Trotzdem maulten ein paar Leute rum. Sie empfanden als ungerecht, dass sie sich willig der Verteilung der Aufgaben unterworfen hatten, an ihren Platz gerückt waren und loslegen wollten, ganz im Sinne des ersten Aufbruchs. Aber da hatte sich der Inhalt des Begriffs längst gewandelt. Aufgabe umschrieb zwar noch den Bereich, in dem man arbeiten konnte, er meinte aber mehr und mehr das Loslassen. Von der alten Gewohnheit zum Beispiel, täglich in einen bestimmten Betrieb zu gehen und eine Arbeit zu tun. Im besten Fall wurde gewandert. Für einige freilich nur von Arbeitsamt zu Arbeitsamt. Kein Wunder, dass die Sozialkassen durch den Aufbau Ost angeschlagen waren. Die großen Kassen, die Banken, die legten sich aus den Übernahmen, Werksschließungen und Veräußerungen des Inventars einen schönen Vorrat zu, den sie für die Schatullen ganz anderer Leute vorrätig hielten. Es war ihnen aber noch nicht genug. Sie haben den Aufbruch verzockt.

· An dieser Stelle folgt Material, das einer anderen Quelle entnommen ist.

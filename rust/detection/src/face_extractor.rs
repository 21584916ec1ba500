// This Source Code Form is subject to the terms of the Mozilla Public
// License, v. 2.0. If a copy of the MPL was not distributed with this
// file, You can obtain one at https://mozilla.org/MPL/2.0/.

//! Face extraction by walking half-edges of the planar graph.
//!
//! Every half-edge belongs to exactly one face in a well-formed graph. The
//! walk is iterative with an explicit visited set keyed by `(from, to)` and
//! a hard step ceiling, so malformed input only aborts a single walk.

use boxplan_geometry::{Point2D, Polygon, COORD_EPSILON};
use rustc_hash::FxHashSet;
use serde::{Deserialize, Serialize};
use tracing::debug;

use crate::planar_graph::PlanarGraph;

/// Counters from one extraction run
#[derive(Debug, Clone, Default, PartialEq, Serialize, Deserialize)]
#[serde(rename_all = "camelCase")]
pub struct FaceStats {
    pub walks: usize,
    pub closed: usize,
    pub aborted: usize,
    pub too_small: usize,
    pub duplicates: usize,
    pub containers: usize,
}

/// Faces kept after filtering, counter-clockwise
#[derive(Debug, Clone, Default)]
pub struct FaceExtraction {
    pub faces: Vec<Polygon>,
    pub stats: FaceStats,
}

/// Enumerates the closed faces of `graph`.
///
/// Faces with fewer than three vertices or an unsigned area below
/// `min_area` are discarded, as are repeats of an already emitted vertex
/// set and faces that contain a smaller face's centroid.
pub fn extract_faces(graph: &PlanarGraph, min_area: f64, step_limit: usize) -> FaceExtraction {
    let mut stats = FaceStats::default();
    let mut visited: FxHashSet<(usize, usize)> = FxHashSet::default();
    let mut seen_sets: FxHashSet<Vec<usize>> = FxHashSet::default();
    let mut candidates: Vec<Polygon> = Vec::new();

    for start in 0..graph.node_count() {
        for &first in graph.neighbors(start) {
            if !visited.insert((start, first)) {
                continue;
            }
            stats.walks += 1;

            let Some(cycle) = walk_face(graph, start, first, step_limit, &mut visited) else {
                stats.aborted += 1;
                continue;
            };
            stats.closed += 1;

            if cycle.len() < 3 {
                stats.too_small += 1;
                continue;
            }

            let points: Vec<Point2D> = cycle.iter().map(|&id| graph.position(id)).collect();
            let polygon = Polygon::new(points).simplified(COORD_EPSILON);
            if polygon.len() < 3 || polygon.area() < min_area {
                stats.too_small += 1;
                continue;
            }

            // The outer face of a lone ring repeats the inner face's vertices
            let mut key = cycle;
            key.sort_unstable();
            key.dedup();
            if !seen_sets.insert(key) {
                stats.duplicates += 1;
                continue;
            }

            candidates.push(polygon.to_ccw());
        }
    }

    let faces = remove_containers(candidates, &mut stats);

    debug!(
        walks = stats.walks,
        closed = stats.closed,
        aborted = stats.aborted,
        containers = stats.containers,
        faces = faces.len(),
        "Extracted graph faces"
    );

    FaceExtraction { faces, stats }
}

/// Walks one face starting with half-edge `start → first`.
///
/// Returns the node cycle, or `None` when the walk runs into an already
/// consumed half-edge, a dead end or the step ceiling. Consumed half-edges
/// stay marked either way.
fn walk_face(
    graph: &PlanarGraph,
    start: usize,
    first: usize,
    step_limit: usize,
    visited: &mut FxHashSet<(usize, usize)>,
) -> Option<Vec<usize>> {
    let mut path = Vec::new();
    let (mut from, mut to) = (start, first);

    for _ in 0..step_limit {
        path.push(from);
        let next = graph.next_in_face(from, to)?;
        from = to;
        to = next;

        if (from, to) == (start, first) {
            return Some(path);
        }
        if !visited.insert((from, to)) {
            return None;
        }
    }

    None
}

/// Drops every face whose interior holds the centroid of a strictly smaller
/// face (the building envelope and other container zones).
fn remove_containers(mut faces: Vec<Polygon>, stats: &mut FaceStats) -> Vec<Polygon> {
    faces.sort_by(|a, b| a.area().total_cmp(&b.area()));
    let areas: Vec<f64> = faces.iter().map(Polygon::area).collect();
    let centroids: Vec<Point2D> = faces.iter().map(Polygon::centroid).collect();

    let keep: Vec<bool> = (0..faces.len())
        .map(|big| {
            !(0..big).any(|small| {
                areas[small] < areas[big] - COORD_EPSILON && faces[big].contains_point(&centroids[small])
            })
        })
        .collect();

    stats.containers = keep.iter().filter(|k| !**k).count();

    faces
        .into_iter()
        .zip(keep)
        .filter_map(|(f, k)| k.then_some(f))
        .collect()
}

#[cfg(test)]
mod tests {
    use super::*;
    use approx::assert_relative_eq;
    use boxplan_geometry::WallSegment;

    fn seg(x0: f64, y0: f64, x1: f64, y1: f64) -> WallSegment {
        WallSegment::new(Point2D::new(x0, y0), Point2D::new(x1, y1))
    }

    #[test]
    fn test_single_ring_yields_one_face() {
        let segments = vec![
            seg(0.0, 0.0, 10.0, 0.0),
            seg(10.0, 0.0, 10.0, 8.0),
            seg(10.0, 8.0, 0.0, 8.0),
            seg(0.0, 8.0, 0.0, 0.0),
        ];
        let graph = PlanarGraph::build(&segments, 1e-6);
        let result = extract_faces(&graph, 1.0, 2000);
        assert_eq!(result.faces.len(), 1);
        assert_eq!(result.stats.duplicates, 1);
        assert_relative_eq!(result.faces[0].area(), 80.0);
        assert!(result.faces[0].signed_area() > 0.0);
    }

    #[test]
    fn test_two_rooms_drop_envelope() {
        let segments = vec![
            seg(0.0, 0.0, 5.0, 0.0),
            seg(5.0, 0.0, 10.0, 0.0),
            seg(10.0, 0.0, 10.0, 8.0),
            seg(10.0, 8.0, 5.0, 8.0),
            seg(5.0, 8.0, 0.0, 8.0),
            seg(0.0, 8.0, 0.0, 0.0),
            seg(5.0, 0.0, 5.0, 8.0),
        ];
        let graph = PlanarGraph::build(&segments, 1e-6);
        let result = extract_faces(&graph, 1.0, 2000);
        assert_eq!(result.faces.len(), 2);
        assert_eq!(result.stats.containers, 1);
        for face in &result.faces {
            assert_relative_eq!(face.area(), 40.0);
        }
    }

    #[test]
    fn test_small_faces_filtered() {
        let segments = vec![
            seg(0.0, 0.0, 0.5, 0.0),
            seg(0.5, 0.0, 0.5, 0.5),
            seg(0.5, 0.5, 0.0, 0.5),
            seg(0.0, 0.5, 0.0, 0.0),
        ];
        let graph = PlanarGraph::build(&segments, 1e-6);
        assert!(extract_faces(&graph, 1.0, 2000).faces.is_empty());
    }

    #[test]
    fn test_step_limit_aborts_walk() {
        let n = 50;
        let segments: Vec<WallSegment> = (0..n)
            .map(|i| {
                let a = i as f64 / n as f64 * std::f64::consts::TAU;
                let b = (i + 1) as f64 / n as f64 * std::f64::consts::TAU;
                seg(10.0 * a.cos(), 10.0 * a.sin(), 10.0 * b.cos(), 10.0 * b.sin())
            })
            .collect();
        let graph = PlanarGraph::build(&segments, 1e-6);
        let result = extract_faces(&graph, 1.0, 10);
        assert!(result.faces.is_empty());
        assert!(result.stats.aborted > 0);
    }
}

Die Dimensionen der aktuellen Finanzkrise verlangen also was? Einen neuen Aufbruch selbstverständlich. Geleistet von den alten Treibern, sie müssen ihren Anteil ein bisschen beschneiden, das Verzockte muss wieder rein. Wie häufig Aufbau, Aufbruch, Aufgabe, Auferstehung, Aufbesserung, Aufgeld verwendet werden, sagt über den Zustand einer Gesellschaft also viel mehr, als wir uns bewusst machen. Wer mitzählt und hochrechnet, könnte daraus ablesen, wie zufrieden, wie egalitär, wie angeglichen oder unterschiedlich gesellschaftliche Gruppen, Ost und West, Migranten und lange hier Lebende miteinander umgehen. Je öfter, desto größer der Versuch, einen Beruhigungsfaktor einzufügen. Ob er wirkt, kann nicht vorausgesagt werden. Siehe 1989/90.